| |

I love you. I don’t love you either

Some time ago I accompanied my mom to empty my grandmother’s house.

I decided to keep two things:
a picture of her as a little girl holding a rifle,
and her wedding dress that I was going to marry her in.

I remembered that the same day she passed away (10 years ago) I decided to end my relationship with Alejandro.

Since then I never fell in love again. People keep getting married. Many women want it and express it as a life goal. life goal. No one questions too much where this drive comes from.
Marriages are like a movie with a predictable ending, repeated over and over again, with the same script. again and again, with the same script. The photos are always the same, those of my grandmother, those of my mom and those of my friends.
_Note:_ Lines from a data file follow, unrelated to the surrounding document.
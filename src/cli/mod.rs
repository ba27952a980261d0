mod session;

use std::path::PathBuf;

use anyhow::{bail, Context};
use clap::{Parser, Subcommand, ValueEnum};
use tokio::sync::watch;
use tracing::debug;

use crate::core::commands::{self, AppState};
use crate::core::models::{RuntimeSettingsUpdate, SubmissionState};
use crate::core::render;
use crate::core::service::CoreService;
use crate::core::validator::{self, ACCEPTED_EXTENSIONS};

#[derive(Parser)]
#[command(
    name = "jobfit",
    version,
    about = "Match a resume against a job description using the Jobfit analysis service"
)]
pub struct Cli {
    #[command(subcommand)]
    command: Commands,
}

#[derive(Subcommand)]
enum Commands {
    /// Submit a resume and a job description, then print the match report
    Match {
        /// Resume document (.pdf, .doc, .docx, .txt)
        #[arg(short, long, value_name = "FILE")]
        resume: PathBuf,

        /// Job description as a document
        #[arg(long, value_name = "FILE", conflicts_with = "jd_text")]
        jd_file: Option<PathBuf>,

        /// Job description as pasted text
        #[arg(long, value_name = "TEXT")]
        jd_text: Option<String>,

        /// Bearer token issued by the service (falls back to JOBFIT_TOKEN)
        #[arg(long, conflicts_with = "username")]
        token: Option<String>,

        /// Log in before submitting
        #[arg(short, long, requires = "password")]
        username: Option<String>,

        #[arg(short, long, requires = "username")]
        password: Option<String>,

        /// Output format
        #[arg(short, long, value_enum, default_value_t = OutputFormat::Table)]
        output: OutputFormat,
    },
    /// Interactive session: log in, pick documents, submit, reset
    Session,
    /// Show or change the client settings
    Settings {
        #[command(subcommand)]
        action: SettingsAction,
    },
}

#[derive(Subcommand)]
enum SettingsAction {
    /// Print the effective settings and where they are stored
    Show,
    /// Change and persist settings
    Set {
        /// Base URL of the analysis service
        #[arg(long, value_name = "URL")]
        api_url: Option<String>,

        /// Per-request timeout in seconds; 0 removes it (no client-side timeout)
        #[arg(long, value_name = "SECONDS")]
        timeout_seconds: Option<u64>,
    },
}

#[derive(Debug, Clone, Copy, PartialEq, Eq, ValueEnum)]
enum OutputFormat {
    Table,
    Json,
}

pub async fn run(cli: Cli) -> anyhow::Result<()> {
    let state = AppState {
        core: CoreService::new()
            .await
            .context("failed to initialize client")?,
    };

    match cli.command {
        Commands::Match {
            resume,
            jd_file,
            jd_text,
            token,
            username,
            password,
            output,
        } => {
            run_match(
                &state,
                MatchArgs {
                    resume,
                    jd_file,
                    jd_text,
                    token,
                    credentials: username.zip(password),
                    output,
                },
            )
            .await
        }
        Commands::Session => session::run(state).await,
        Commands::Settings { action } => match action {
            SettingsAction::Show => show_settings(&state).await,
            SettingsAction::Set {
                api_url,
                timeout_seconds,
            } => {
                let saved = commands::save_settings(
                    &state,
                    RuntimeSettingsUpdate {
                        api_base_url: api_url,
                        request_timeout_seconds: timeout_seconds,
                    },
                )
                .await
                .map_err(anyhow::Error::msg)?;
                println!("{}", serde_json::to_string_pretty(&saved)?);
                Ok(())
            }
        },
    }
}

struct MatchArgs {
    resume: PathBuf,
    jd_file: Option<PathBuf>,
    jd_text: Option<String>,
    token: Option<String>,
    credentials: Option<(String, String)>,
    output: OutputFormat,
}

async fn run_match(state: &AppState, args: MatchArgs) -> anyhow::Result<()> {
    if let Some(token) = args.token {
        state.core.use_token(token);
    }
    if let Some((username, password)) = args.credentials {
        commands::login(state, username, password)
            .await
            .map_err(anyhow::Error::msg)?;
    }

    let resume_name = commands::select_resume(state, &args.resume)
        .await
        .map_err(anyhow::Error::msg)?;
    warn_on_extension(&resume_name);

    if let Some(path) = args.jd_file {
        let name = commands::select_job_description_file(state, &path)
            .await
            .map_err(anyhow::Error::msg)?;
        warn_on_extension(&name);
    } else if let Some(text) = args.jd_text {
        commands::enter_job_description_text(state, text)
            .await
            .map_err(anyhow::Error::msg)?;
    }

    let progress = tokio::spawn(print_progress(state.core.subscribe()));
    let view = commands::submit(state).await.map_err(anyhow::Error::msg);
    progress.abort();
    let view = view?;

    match (&view.state, args.output) {
        (SubmissionState::Succeeded(report), OutputFormat::Table) => {
            println!("{}", render::render_report(report));
        }
        (SubmissionState::Succeeded(report), OutputFormat::Json) => {
            println!("{}", render::report_json(report)?);
        }
        (SubmissionState::Failed(reason), _) => {
            debug!(code = reason.code(), "submission failed");
            if reason.is_auth_rejection() {
                eprintln!("{AUTH_HINT}");
            }
            bail!(reason.user_message());
        }
        (other, _) => println!("{}", render::render_state(other)),
    }

    Ok(())
}

const AUTH_HINT: &str =
    "The service rejected the session token. Log in again with --username/--password or pass --token.";

async fn print_progress(mut updates: watch::Receiver<SubmissionState>) {
    while updates.changed().await.is_ok() {
        let current = updates.borrow_and_update().clone();
        if current.is_in_flight() {
            eprintln!("{}", render::render_state(&current));
        }
        if current.is_terminal() {
            break;
        }
    }
}

pub(crate) fn warn_on_extension(file_name: &str) {
    if !validator::is_accepted_file_type(file_name) {
        eprintln!(
            "Warning: {file_name} is not one of .{}; submitting anyway.",
            ACCEPTED_EXTENSIONS.join(", .")
        );
    }
}

async fn show_settings(state: &AppState) -> anyhow::Result<()> {
    let settings = commands::get_settings(state)
        .await
        .map_err(anyhow::Error::msg)?;
    println!("{}", serde_json::to_string_pretty(&settings)?);
    println!("stored at {}", state.core.settings_path().display());
    Ok(())
}
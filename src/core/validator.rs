use once_cell::sync::Lazy;
use regex::Regex;

use super::errors::ValidationError;
use super::models::{LoginRequest, RegistrationRequest, SubmissionInput};

/// File-picker hint only; nothing here rejects other extensions.
pub const ACCEPTED_EXTENSIONS: &[&str] = &["pdf", "doc", "docx", "txt"];

const MIN_PASSWORD_LENGTH: usize = 8;

static EMAIL_RE: Lazy<Regex> = Lazy::new(|| Regex::new(r"^[^\s@]+@[^\s@]+\.[^\s@]+$").unwrap());

pub fn validate(input: &SubmissionInput) -> Result<(), ValidationError> {
    if input.resume.is_none() {
        return Err(ValidationError::MissingResume);
    }

    if input.job_description.is_none() {
        return Err(ValidationError::MissingJobDescription);
    }

    Ok(())
}

pub fn is_accepted_file_type(file_name: &str) -> bool {
    std::path::Path::new(file_name)
        .extension()
        .and_then(|v| v.to_str())
        .map(|v| v.to_ascii_lowercase())
        .map(|ext| ACCEPTED_EXTENSIONS.contains(&ext.as_str()))
        .unwrap_or(false)
}

pub fn validate_login(request: &LoginRequest) -> Result<(), ValidationError> {
    if request.username.is_empty() || request.password.is_empty() {
        return Err(ValidationError::MissingCredentials);
    }

    Ok(())
}

pub fn validate_registration(request: &RegistrationRequest) -> Result<(), ValidationError> {
    let required = [
        &request.username,
        &request.full_name,
        &request.email,
        &request.password,
        &request.confirm_password,
    ];
    if required.iter().any(|field| field.is_empty()) {
        return Err(ValidationError::IncompleteRegistration);
    }

    if !EMAIL_RE.is_match(&request.email) {
        return Err(ValidationError::InvalidEmail);
    }

    if request.password.chars().count() < MIN_PASSWORD_LENGTH {
        return Err(ValidationError::PasswordTooShort);
    }

    if request.password != request.confirm_password {
        return Err(ValidationError::PasswordMismatch);
    }

    if !request.agree_to_terms {
        return Err(ValidationError::TermsNotAccepted);
    }

    Ok(())
}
No matter how much time passes.
I grew up with movies about princesses who need their prince charming to live, with the fear of being the “old maid”. fear of being “the spinster of the family”, dreaming of a wedding dress without even having a boyfriend to marry.
Sometimes I feel like I was born with a romantic chip. I would love to know where it is to rip it out.
“I Love You. Me neither.” is a project that explores those social, cultural and familial mandates that many women carry with them, cultural and family mandates that many women carry around love and marriage. It is a dialogue between inheritances from the past and a present that tries to rebel. A conversation with my family through their wedding photographs and my self-portraits. An attempt to break, or at least question, the paradigm of romantic love.